● **Directions**: Your answer must consist solely of the lines from the start of the entries below through the line with "use crate::engine::graph::set_global_default;", unchanged.

[Saved data entries]
☆ ☆ ☆ ☆ ☆
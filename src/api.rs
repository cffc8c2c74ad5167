//! Boundary operations.
//!
//! Graph construction, layout and rendering as exposed to embedding hosts.
//! Every call that can fail runs inside a [`Session`]: it holds the boundary
//! lock, starts from an empty error channel, and merges the engine's
//! structural result with whatever diagnostics it reported into one
//! [`VizError`].

use crate::config;
use crate::diagnostics::Session;
use crate::engine::graph::set_global_default;
use crate::engine::{self, Desc, Failure, ObjKind, SubgraphId, Value, read};
use crate::error::{VizError, VizResult};
use crate::marshal::{from_native, from_native_bytes, to_native};
use crate::plugins;
use crate::resource::{AttributeValue, Context, Edge, Graph, Node, Object};

const CONTEXT_UNAVAILABLE: &str = "Error: Could not create Graphviz context.";
const READ_FAILED: &str = "Failed to read graph: unknown error.";
const RENDER_NO_DATA: &str = "Failed to render graph: no data returned.";
const RENDER_FAILED: &str = "Failed to render graph.";
const LAYOUT_FAILED: &str = "Layout failed.";
const PIPELINE_READ_FAILED: &str = "Failed to read graph from DOT string.";
const PIPELINE_RENDER_FAILED: &str = "Render failed.";

// ─── Engine switches ─────────────────────────────────────────────────────────

pub fn set_y_invert(flag: i32) {
    config::set_y_invert(flag != 0);
}

pub fn set_reduce(flag: i32) {
    config::set_reduce(flag != 0);
}

// ─── Queries ─────────────────────────────────────────────────────────────────

/// Version of the engine, read from a throwaway context.
pub fn get_graphviz_version() -> String {
    let _session = Session::begin();
    match plugins::new_context() {
        Ok(mut ctx) => {
            let version = from_native(Some(ctx.version()));
            ctx.finalize();
            version
        }
        Err(Failure) => CONTEXT_UNAVAILABLE.to_string(),
    }
}

/// Names of the registered plugins of `kind` ("layout", "render" or "device"), read
/// from a throwaway context. Empty when the context or the kind is unknown.
pub fn get_plugin_list(kind: &str) -> Vec<String> {
    let _session = Session::begin();
    let Ok(mut ctx) = plugins::new_context() else {
        return Vec::new();
    };
    let kind = to_native(kind);
    let names = ctx.plugin_list(kind.as_str()).unwrap_or_default();
    ctx.finalize();
    names
}

// ─── Graph construction ──────────────────────────────────────────────────────

pub fn create_graph(name: &str, directed: bool, strict: bool) -> Graph {
    let name = to_native(name);
    Graph::owned(engine::Graph::open(name.as_str(), Desc { directed, strict }))
}

fn apply_label_default() {
    set_global_default(ObjKind::Node, "label", Value::plain("\\N"));
}

/// Parse exactly one graph from `text`.
///
/// Any further graphs in `text` are read and closed so the reader is left
/// empty. Diagnostics from any of them fail the call.
pub fn read_one_graph(text: &str) -> VizResult<Graph> {
    let session = Session::begin();
    read_one_graph_in(&session, text)
}

fn read_one_graph_in(session: &Session, text: &str) -> VizResult<Graph> {
    apply_label_default();

    let text = to_native(text);
    let graph = read::mem_read(Some(text.as_c_str()));
    while let Some(extra) = read::mem_read(None) {
        tracing::debug!(graph = extra.name(), "discarding trailing graph");
    }

    if let Some(message) = session.diagnostics() {
        drop(graph);
        return Err(VizError::Parse(message));
    }
    graph
        .map(Graph::owned)
        .ok_or_else(|| VizError::Parse(READ_FAILED.to_string()))
}

/// Get or create the node `name` in `graph`.
pub fn add_node(graph: &Graph, name: &str) -> Node {
    let name = to_native(name);
    let id = graph
        .native()
        .with_mut(|g| g.node(graph.sub(), name.as_str(), true))
        .flatten()
        .unwrap_or_else(engine::NodeId::end);
    Node::new(graph.native().clone(), id)
}

/// Get or create both endpoints, then add an unkeyed edge between them.
pub fn add_edge(graph: &Graph, tail: &str, head: &str) -> Edge {
    let (tail, head) = (to_native(tail), to_native(head));
    let sub = graph.sub();
    let id = graph
        .native()
        .with_mut(|g| {
            let t = g.node(sub, tail.as_str(), true)?;
            let h = g.node(sub, head.as_str(), true)?;
            g.edge(sub, t, h, None, true)
        })
        .flatten()
        .unwrap_or_else(engine::EdgeId::end);
    Edge::new(graph.native().clone(), id)
}

/// Get or create the subgraph `name` under `graph`.
pub fn add_subgraph(graph: &Graph, name: &str) -> Graph {
    let name = to_native(name);
    let sub = graph
        .native()
        .with_mut(|g| g.subgraph(graph.sub(), name.as_str(), true))
        .flatten();
    match sub {
        Some(sub) => Graph::borrowed(graph.native().clone(), sub),
        None => {
            tracing::debug!(name = name.as_str(), "subgraph requested on a closed graph");
            Graph::borrowed(graph.native().clone(), graph.sub())
        }
    }
}

fn set_default(graph: &Graph, kind: ObjKind, name: &str, value: &AttributeValue) {
    let name = to_native(name);
    let value = value.to_engine();
    graph
        .native()
        .with_mut(|g| g.declare(graph.sub(), kind, name.as_str(), value));
}

pub fn set_default_graph_attribute(graph: &Graph, name: &str, value: &AttributeValue) {
    set_default(graph, ObjKind::Graph, name, value);
}

pub fn set_default_node_attribute(graph: &Graph, name: &str, value: &AttributeValue) {
    set_default(graph, ObjKind::Node, name, value);
}

pub fn set_default_edge_attribute(graph: &Graph, name: &str, value: &AttributeValue) {
    set_default(graph, ObjKind::Edge, name, value);
}

/// Set `name` on one graph, node or edge, declaring it with an empty
/// default if the graph does not know it. Does nothing for objects of a
/// closed graph.
pub fn set_attribute<'a>(object: impl Into<Object<'a>>, name: &str, value: &AttributeValue) {
    let Some((native, obj)) = object.into().resolve() else {
        return;
    };
    let name = to_native(name);
    native.with_mut(|g| g.set(obj, name.as_str(), value.to_engine()));
}

/// Get or create the node `node_name`, then set `name` on it.
pub fn set_node_attribute(graph: &Graph, node_name: &str, name: &str, value: &AttributeValue) {
    let node = add_node(graph, node_name);
    set_attribute(&node, name, value);
}

// ─── Layout and render ───────────────────────────────────────────────────────

/// A context with the built-in plugins registered.
///
/// The plugin table is static, so failure here means the process cannot
/// allocate; it aborts like any other allocation failure.
pub fn create_context() -> Context {
    match plugins::new_context() {
        Ok(ctx) => Context::new(ctx),
        Err(Failure) => {
            tracing::error!("engine context could not be created");
            std::process::abort()
        }
    }
}

/// Lay out `graph` with `engine`, replacing any layout it already has.
pub fn layout(ctx: &Context, graph: &Graph, engine: &str) -> VizResult<()> {
    let session = Session::begin();
    let engine = to_native(engine);
    let status = graph
        .native()
        .with_mut(|g| ctx.engine().layout(g, graph.sub(), engine.as_str()));

    match status {
        Some(Ok(())) if !session.has_diagnostics() => Ok(()),
        _ => Err(VizError::Layout(session.error_or(LAYOUT_FAILED))),
    }
}

/// Release the layout attached to `graph`. No-op when there is none.
pub fn free_layout(ctx: &Context, graph: &Graph) {
    graph
        .native()
        .with_mut(|g| ctx.engine().free_layout(g, graph.sub()));
}

/// Render the laid-out `graph` as `format`, returning the exact bytes.
pub fn render_bytes(ctx: &Context, graph: &Graph, format: &str) -> VizResult<Vec<u8>> {
    let session = Session::begin();
    let format = to_native(format);
    let status = graph
        .native()
        .with(|g| ctx.engine().render(g, graph.sub(), format.as_str()));

    match status {
        Some(Ok(data)) if !session.has_diagnostics() => {
            if data.is_empty() {
                return Err(VizError::Render(RENDER_NO_DATA.to_string()));
            }
            Ok(from_native_bytes(Some(data.as_bytes())))
        }
        _ => Err(VizError::Render(session.error_or(RENDER_FAILED))),
    }
}

/// [`render_bytes`] as text. Invalid UTF-8 is replaced, never truncated.
pub fn render(ctx: &Context, graph: &Graph, format: &str) -> VizResult<String> {
    render_bytes(ctx, graph, format).map(|bytes| String::from_utf8_lossy(&bytes).into_owned())
}

/// Parse, lay out and render one graph in a single call.
///
/// The graph never reaches the caller: its layout is freed and the graph
/// closed on every path out of this function.
pub fn render_dot_bytes(ctx: &Context, text: &str, engine: &str, format: &str) -> VizResult<Vec<u8>> {
    let session = Session::begin();
    apply_label_default();

    let text = to_native(text);
    let Some(mut graph) = read::mem_read(Some(text.as_c_str())) else {
        return Err(VizError::Parse(session.error_or(PIPELINE_READ_FAILED)));
    };

    let result = layout_and_render(ctx.engine(), &mut graph, engine, format, &session);

    ctx.engine().free_layout(&mut graph, SubgraphId::ROOT);
    tracing::debug!(graph = graph.name(), ok = result.is_ok(), "pipeline graph closed");
    drop(graph);
    result
}

fn layout_and_render(
    ctx: &engine::Context,
    graph: &mut engine::Graph,
    layout_engine: &str,
    format: &str,
    session: &Session,
) -> VizResult<Vec<u8>> {
    let layout_engine = to_native(layout_engine);
    ctx.layout(graph, SubgraphId::ROOT, layout_engine.as_str())
        .map_err(|Failure| VizError::Layout(session.error_or(LAYOUT_FAILED)))?;

    let format = to_native(format);
    match ctx.render(graph, SubgraphId::ROOT, format.as_str()) {
        Ok(data) if !data.is_empty() => Ok(from_native_bytes(Some(data.as_bytes()))),
        _ => Err(VizError::Render(session.error_or(PIPELINE_RENDER_FAILED))),
    }
}

/// [`render_dot_bytes`] as text.
pub fn render_dot(ctx: &Context, text: &str, engine: &str, format: &str) -> VizResult<String> {
    render_dot_bytes(ctx, text, engine, format).map(|bytes| String::from_utf8_lossy(&bytes).into_owned())
}

#[cfg(test)]
#[path = "../tests/rust/test_api.rs"]
mod tests;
☆ ☆ ☆ ☆ ☆
● **Exercise solution**:
filename src/api.rs
repository cffc8c2c74ad5167
//! Boundary operations.
//!
//! Graph construction, layout and rendering as exposed to embedding hosts.
//! Every call that can fail runs inside a [`Session`]: it holds the boundary
//! lock, starts from an empty error channel, and merges the engine's
//! structural result with whatever diagnostics it reported into one
//! [`VizError`].

use crate::config;
use crate::diagnostics::Session;
use crate::engine::graph::set_global_default;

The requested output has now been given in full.